NEW CANAAN — As we near the final 24 hours of the high school football season, the media is scrambling to provide a grand finale to the most popular scholastic sport, with admittedly few bullets left in the arsenal.
We again print capsules with updated statistics, call on different coaches to get their analyses, and search for new stories to tell that end up sounding like reruns.
As I watched New Canaan practice for about an hour on Wednesday, my mind felt like repeated waves on an ocean. What more is there to say about the Rams that hasn’t already been said?
I interviewed Lou Marinelli, the Rams’ coach, for this piece, which originally was about the secret to the team’s decade-long success. It is something we pretty much take for granted but is equally remarkable: New Canaan’s Class L final with North Haven on Saturday will mark its ninth championship appearance in the last 10 years. It will have a chance to go 7-2 in that span, including three wins in a row.
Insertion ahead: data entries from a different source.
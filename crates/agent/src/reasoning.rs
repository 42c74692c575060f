use conductor_core::config::ReasoningConfig;
use conductor_core::{Entities, EntityValue, Error, Mode, Result};
use once_cell::sync::Lazy;
use regex::Regex;
use serde::{Deserialize, Serialize};
use std::collections::{HashMap, VecDeque};
use std::panic::{catch_unwind, AssertUnwindSafe};
use std::sync::{Arc, Mutex, RwLock};
use tracing::{debug, warn};

static INTENT_SHAPE: Lazy<Regex> =
    Lazy::new(|| Regex::new(r"^[a-z][a-z0-9_]*$").expect("intent shape regex is valid"));

/// Outcome of a single rule.
#[derive(Debug, Clone, PartialEq, Serialize, Deserialize)]
pub struct Verdict {
    pub passed: bool,
    pub reason: String,
}

impl Verdict {
    pub fn pass(reason: impl Into<String>) -> Self {
        Self {
            passed: true,
            reason: reason.into(),
        }
    }

    pub fn fail(reason: impl Into<String>) -> Self {
        Self {
            passed: false,
            reason: reason.into(),
        }
    }
}

/// What the rules see besides intent and entities.
#[derive(Debug, Clone, Serialize, Deserialize)]
#[serde(rename_all = "camelCase")]
pub struct ReasoningContext {
    /// Prior confidence of the candidate intent, scaled by the rule pass ratio.
    pub confidence: f64,
    #[serde(default)]
    pub mode: Mode,
    #[serde(default)]
    pub session_id: Option<String>,
    #[serde(default)]
    pub text: String,
    #[serde(default)]
    pub values: serde_json::Map<String, serde_json::Value>,
}

impl Default for ReasoningContext {
    fn default() -> Self {
        Self {
            confidence: 1.0,
            mode: Mode::default(),
            session_id: None,
            text: String::new(),
            values: serde_json::Map::new(),
        }
    }
}

#[derive(Debug, Clone, Serialize, Deserialize)]
#[serde(rename_all = "camelCase")]
pub struct ReasoningResult {
    pub intent: String,
    pub entities: Entities,
    pub valid: bool,
    pub confidence: f64,
    /// Failed global rules and rule errors.
    pub warnings: Vec<String>,
    /// `rule: reason` for every rule that produced a verdict.
    pub reasons: Vec<String>,
    /// Reasons of the intent rules that rejected the request.
    pub rejections: Vec<String>,
    pub at_ms: i64,
}

#[derive(Debug, Clone, Default, Serialize, Deserialize)]
#[serde(rename_all = "camelCase")]
pub struct ReasoningStats {
    pub total: usize,
    pub valid_count: usize,
    pub validity_rate: f64,
    pub average_confidence: f64,
}

type GlobalRuleFn = dyn Fn(&str, &Entities, &ReasoningContext) -> Result<Verdict> + Send + Sync;
type SkillRuleFn = dyn Fn(&ReasoningContext, &Entities) -> Result<Verdict> + Send + Sync;

struct Rules {
    global: Vec<(String, Arc<GlobalRuleFn>)>,
    per_intent: HashMap<String, Vec<(String, Arc<SkillRuleFn>)>>,
}

/// Validates a candidate intent against registered rules and scores it.
pub struct ReasoningEngine {
    rules: RwLock<Rules>,
    history: Mutex<VecDeque<ReasoningResult>>,
    history_limit: usize,
}

impl Default for ReasoningEngine {
    fn default() -> Self {
        Self::new(&ReasoningConfig::default())
    }
}

impl ReasoningEngine {
    /// Engine with the built-in global rules installed when the config asks for them.
    pub fn new(config: &ReasoningConfig) -> Self {
        let engine = Self {
            rules: RwLock::new(Rules {
                global: Vec::new(),
                per_intent: HashMap::new(),
            }),
            history: Mutex::new(VecDeque::new()),
            history_limit: config.history_limit.max(1),
        };
        if config.default_rules {
            engine.install_default_rules();
        }
        engine
    }

    pub fn with_default_rules() -> Self {
        Self::new(&ReasoningConfig {
            default_rules: true,
            ..ReasoningConfig::default()
        })
    }

    fn install_default_rules(&self) {
        self.register_global_rule("intent_shape", |intent, _entities, _ctx| {
            if INTENT_SHAPE.is_match(intent) {
                Ok(Verdict::pass("intent is a valid identifier"))
            } else {
                Ok(Verdict::fail(format!("intent '{}' is not a snake_case identifier", intent)))
            }
        });
        self.register_global_rule("entities_not_blank", |_intent, entities, _ctx| {
            let blank: Vec<&str> = entities
                .iter()
                .filter(|(_, v)| matches!(v, EntityValue::Text(t) if t.trim().is_empty()))
                .map(|(k, _)| k.as_str())
                .collect();
            if blank.is_empty() {
                Ok(Verdict::pass("entities are filled"))
            } else {
                Ok(Verdict::fail(format!("blank entities: {}", blank.join(", "))))
            }
        });
    }

    /// Rule run for every intent. A failing global rule only adds a warning.
    pub fn register_global_rule<F>(&self, name: &str, rule: F)
    where
        F: Fn(&str, &Entities, &ReasoningContext) -> Result<Verdict> + Send + Sync + 'static,
    {
        let mut rules = self.rules.write().unwrap_or_else(|e| e.into_inner());
        rules.global.push((name.to_string(), Arc::new(rule)));
    }

    /// Rule run for one intent. A failing intent rule invalidates the result.
    pub fn register_skill_rule<F>(&self, intent: &str, name: &str, rule: F)
    where
        F: Fn(&ReasoningContext, &Entities) -> Result<Verdict> + Send + Sync + 'static,
    {
        let mut rules = self.rules.write().unwrap_or_else(|e| e.into_inner());
        rules
            .per_intent
            .entry(intent.to_string())
            .or_default()
            .push((name.to_string(), Arc::new(rule)));
    }

    pub fn reason(&self, intent: &str, entities: &Entities, ctx: &ReasoningContext) -> ReasoningResult {
        let (global, per_intent) = {
            let rules = self.rules.read().unwrap_or_else(|e| e.into_inner());
            (
                rules.global.clone(),
                rules.per_intent.get(intent).cloned().unwrap_or_default(),
            )
        };

        let mut result = ReasoningResult {
            intent: intent.to_string(),
            entities: entities.clone(),
            valid: true,
            confidence: 0.0,
            warnings: Vec::new(),
            reasons: Vec::new(),
            rejections: Vec::new(),
            at_ms: chrono::Utc::now().timestamp_millis(),
        };
        let mut evaluated = 0usize;
        let mut passed = 0usize;

        for (name, rule) in &global {
            evaluated += 1;
            match run_rule(name, || rule(intent, entities, ctx)) {
                Ok(verdict) => {
                    result.reasons.push(format!("{}: {}", name, verdict.reason));
                    if verdict.passed {
                        passed += 1;
                    } else {
                        result.warnings.push(verdict.reason);
                    }
                }
                Err(e) => result.warnings.push(e.to_string()),
            }
        }

        for (name, rule) in &per_intent {
            evaluated += 1;
            match run_rule(name, || rule(ctx, entities)) {
                Ok(verdict) => {
                    result.reasons.push(format!("{}: {}", name, verdict.reason));
                    if verdict.passed {
                        passed += 1;
                    } else {
                        result.valid = false;
                        result.rejections.push(verdict.reason);
                    }
                }
                Err(e) => result.warnings.push(e.to_string()),
            }
        }

        let prior = ctx.confidence.clamp(0.0, 1.0);
        result.confidence = if evaluated == 0 {
            prior
        } else {
            (prior * passed as f64 / evaluated as f64).clamp(0.0, 1.0)
        };

        debug!(
            intent = %intent,
            valid = result.valid,
            confidence = result.confidence,
            rules = evaluated,
            "Reasoning complete"
        );

        let mut history = self.history.lock().unwrap_or_else(|e| e.into_inner());
        history.push_back(result.clone());
        while history.len() > self.history_limit {
            history.pop_front();
        }
        result
    }

    /// Recent results, oldest first.
    pub fn history(&self) -> Vec<ReasoningResult> {
        let history = self.history.lock().unwrap_or_else(|e| e.into_inner());
        history.iter().cloned().collect()
    }

    pub fn stats(&self) -> ReasoningStats {
        let history = self.history.lock().unwrap_or_else(|e| e.into_inner());
        let total = history.len();
        if total == 0 {
            return ReasoningStats::default();
        }
        let valid_count = history.iter().filter(|r| r.valid).count();
        let confidence_sum: f64 = history.iter().map(|r| r.confidence).sum();
        ReasoningStats {
            total,
            valid_count,
            validity_rate: valid_count as f64 / total as f64,
            average_confidence: confidence_sum / total as f64,
        }
    }
}

/// Run a rule, turning errors and panics into `Error::ReasoningRule`.
fn run_rule<F>(name: &str, rule: F) -> Result<Verdict>
where
    F: FnOnce() -> Result<Verdict>,
{
    match catch_unwind(AssertUnwindSafe(rule)) {
        Ok(Ok(verdict)) => Ok(verdict),
        Ok(Err(e)) => {
            warn!(rule = %name, error = %e, "Rule returned an error");
            Err(Error::ReasoningRule(format!("{}: {}", name, e)))
        }
        Err(_) => {
            warn!(rule = %name, "Rule panicked");
            Err(Error::ReasoningRule(format!("{} panicked", name)))
        }
    }
}
pub mod config;
pub mod error;
pub mod logging;
pub mod message;
pub mod paths;
pub mod types;

pub use config::Config;
pub use error::{Error, Result};
pub use message::Event;
pub use paths::Paths;
pub use types::{entities, entities_signature, normalize_text, Entities, EntityValue, Mode};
“It’s great to be out here and hearing Christmas carols,” Marinelli said as he was walking off Dunning Field. “That’s the goal here. We want to be out here playing in December. I do remember what it is like not to be playing, and it wasn’t fun.”
If a picture is indeed worth 1,000 words, I could have posted a photo here of what Dunning looked like on the night of Nov. 6. Many of you will remember it as the one quarterback Michael Collins tied the state record with nine touchdown passes against Trumbull.
It was Youth Football Night in New Canaan, and I am guessing there were about 300 young players on the field. That total, and the umbilical cord making the connection to Marinelli and the Rams, is the reason the town has shared the title for the state’s best program along with Ansonia for the past decade.
Still, it felt like a story that at least in pieces has been told over the years. While at the same time looking for new angles about the Rams’ neighbors and biggest rivals, I finally figured out something fresh to say.
I am really happy not to be writing about a Darien-New Canaan rematch, as was the case the past two years (and in 2008). I already had my creme brûlée. I don’t need a second helping.
The Turkey Bowl is the state’s best high school sports rivalry. And because Darien has moved up to Class LL this year, we are being (in New Canaan, insert “denied”; in Darien, “spared”) a possible 1-1 split in which the Rams benefit from the later win and Darien’s arguably more emotional victory becomes tarnished.
Darien’s quarterfinal rematch with Staples aside, this has felt like a real state tournament this fall in these parts. Can Darien, after pummeling Southington in the battle of the top two teams in the state polls, maintain the emotional drive against Shelton and bring the school its first CIAC title in the sport since 1996?
How great is it to see North Haven reach a state final for the first time, and give us about as great a contrast as is possible with New Canaan: two high-powered offenses that roll six if by land (North Haven), six if by air (New Canaan).
North Haven is seeking its first trophy, New Canaan is looking to keep stocking the case.
Marinelli said he did not realize he has only missed coaching in one state final during the past decade until someone pointed it out to him.
“It is all the result of how hard these kids have worked,” Marinelli said. “It’s all about a bunch of coaches that have worked their (butts) off. It’s a lot of things. It’s community support, it’s administrative support. It has been wonderful.”
If Darien and New Canaan both win on Saturday, our holiday season debate will be whether the real 1 vs. 2 game was played at Boyle Stadium. Not on Monday, but Thanksgiving morning.
And guaranteed, late Saturday afternoon, with cameras and iPhones surrounding him, Marinelli will then extend an offer to Darien coach Rob Trifone for a game the following weekend, anywhere, anytime, with the proceeds going to charity.
However it plays out, change — if the Rams again pointing their index fingers skyward is indeed change – has proved good.